First, is it possible to enumerate all simple graphs with a given degree sequence?
Second, is it possible to enumerate all valid degree sequences for simple graphs with a given number of vertices?
Based on my wikipedia surfing, we can use the Erdos-Gallai theorem to determine if a degree sequence is valid, but this doesn't really lend itself to enumerating valid degree sequences efficiently. Similarly, we can use the Havel-Hakimi algorithm to construct at least one graph for a given valid degree sequence, but this doesn't help to enumerate all graphs for that degree sequence.

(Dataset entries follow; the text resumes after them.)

//! Search-match annotation of listed records.
//!
//! When a list request carries a search term, every returned record is annotated with
//! the search fields whose value matches the term, so a panel can highlight why the
//! record is part of the result. Matching mirrors the search predicates of the
//! compiler: case-insensitive containment for strings, equality for numbers, ids and
//! enumerations.
//!
//! Only values present on the record are inspected: local fields, embedded elements,
//! and fields of hydrated belongs-to documents one relation away.

use bson::{Bson, Document};

use crate::{
    compiler::search_paths,
    error::AdapterResult,
    record::{Record, RecordId},
    resolver::PathResolver,
    schema::{CollectionSchema, FieldSchema, FieldType, RelationKind},
    stats::as_f64,
};

/// Sets [`Record::search_matches`] on each record.
pub(crate) fn annotate_search_matches(
    resolver: &PathResolver<'_>,
    collection: &CollectionSchema,
    records: &mut [Record],
    term: &str,
) -> AdapterResult<()> {
    let mut targets = Vec::new();
    for path in search_paths(collection) {
        let resolved = resolver.resolve(&collection.name, &path)?;
        let source = match resolved.joins.as_slice() {
            [] => Source::Local,
            [join] if join.kind == RelationKind::BelongsTo && !join.local_field.contains('.') => {
                Source::Related(join.local_field.clone())
            }
            _ => continue,
        };
        let segments = match source {
            Source::Local => path.split('.').map(str::to_string).collect::<Vec<_>>(),
            Source::Related(_) => path.split('.').skip(1).map(str::to_string).collect(),
        };
        targets.push(Target { path, field: resolved.field, source, segments });
    }

    let needle = term.to_lowercase();
    for record in records {
        let matched = targets
            .iter()
            .filter(|target| {
                let document = match &target.source {
                    Source::Local => Some(record.fields()),
                    Source::Related(field) => record.related(field),
                };
                let mut values = Vec::new();
                if let Some(document) = document {
                    collect_values(document, &target.segments, &mut values);
                }
                values.iter().any(|value| matches(target.field, value, term, &needle))
            })
            .map(|target| target.path.clone())
            .collect();
        record.set_search_matches(matched);
    }

    Ok(())
}

enum Source {
    Local,
    /// A hydrated belongs-to document, keyed by the relation field.
    Related(String),
}

struct Target<'a> {
    path: String,
    field: &'a FieldSchema,
    source: Source,
    segments: Vec<String>,
}

/// Collects the values found at `segments`, descending into arrays of documents.
fn collect_values<'d>(document: &'d Document, segments: &[String], out: &mut Vec<&'d Bson>) {
    let Some((head, rest)) = segments.split_first() else { return };
    let Some(value) = document.get(head) else { return };
    descend(value, rest, out);
}

fn descend<'d>(value: &'d Bson, rest: &[String], out: &mut Vec<&'d Bson>) {
    match value {
        Bson::Array(items) => items.iter().for_each(|item| descend(item, rest, out)),
        Bson::Document(document) if !rest.is_empty() => collect_values(document, rest, out),
        _ if rest.is_empty() => out.push(value),
        _ => {}
    }
}

fn matches(field: &FieldSchema, value: &Bson, term: &str, needle: &str) -> bool {
    match field.field_type {
        FieldType::String => value.as_str().is_some_and(|text| text.to_lowercase().contains(needle)),
        FieldType::Enum => value.as_str() == Some(term),
        FieldType::Number => match (term.parse::<f64>(), as_f64(value)) {
            (Ok(expected), Some(actual)) => expected == actual,
            _ => false,
        },
        FieldType::Id => RecordId::parse_str(term).is_some_and(|id| RecordId::from_bson(value) == Some(id)),
        FieldType::Boolean | FieldType::Date | FieldType::Json => false,
    }
}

My (admittedly uneducated) guess is that it might be possible to work backwards using the Havel-Hakimi condition to construct graphs by building them up in different ways. Any insight would be appreciated 😀
Best Answer
Regarding the question of enumerating degree sequences. Richard Stanley's paper: A zonotope associated with graphical degree sequences, in Applied Geometry and Discrete Combinatorics, DIMACS Series in Discrete Mathematics, vol. 4, 1991, pp. 555-570. Deale with the problem of enumerating graphical degree sequences.
As Chris commented enumerating graphs with presecribed degree sequences can be hard. A recent paper of McKay entitled: Subgraphs of dense random graphs with specified degrees is a good place to start looking of what is known.
(Threshold graphs are precisely those graphs that are unique given their degree sequences.)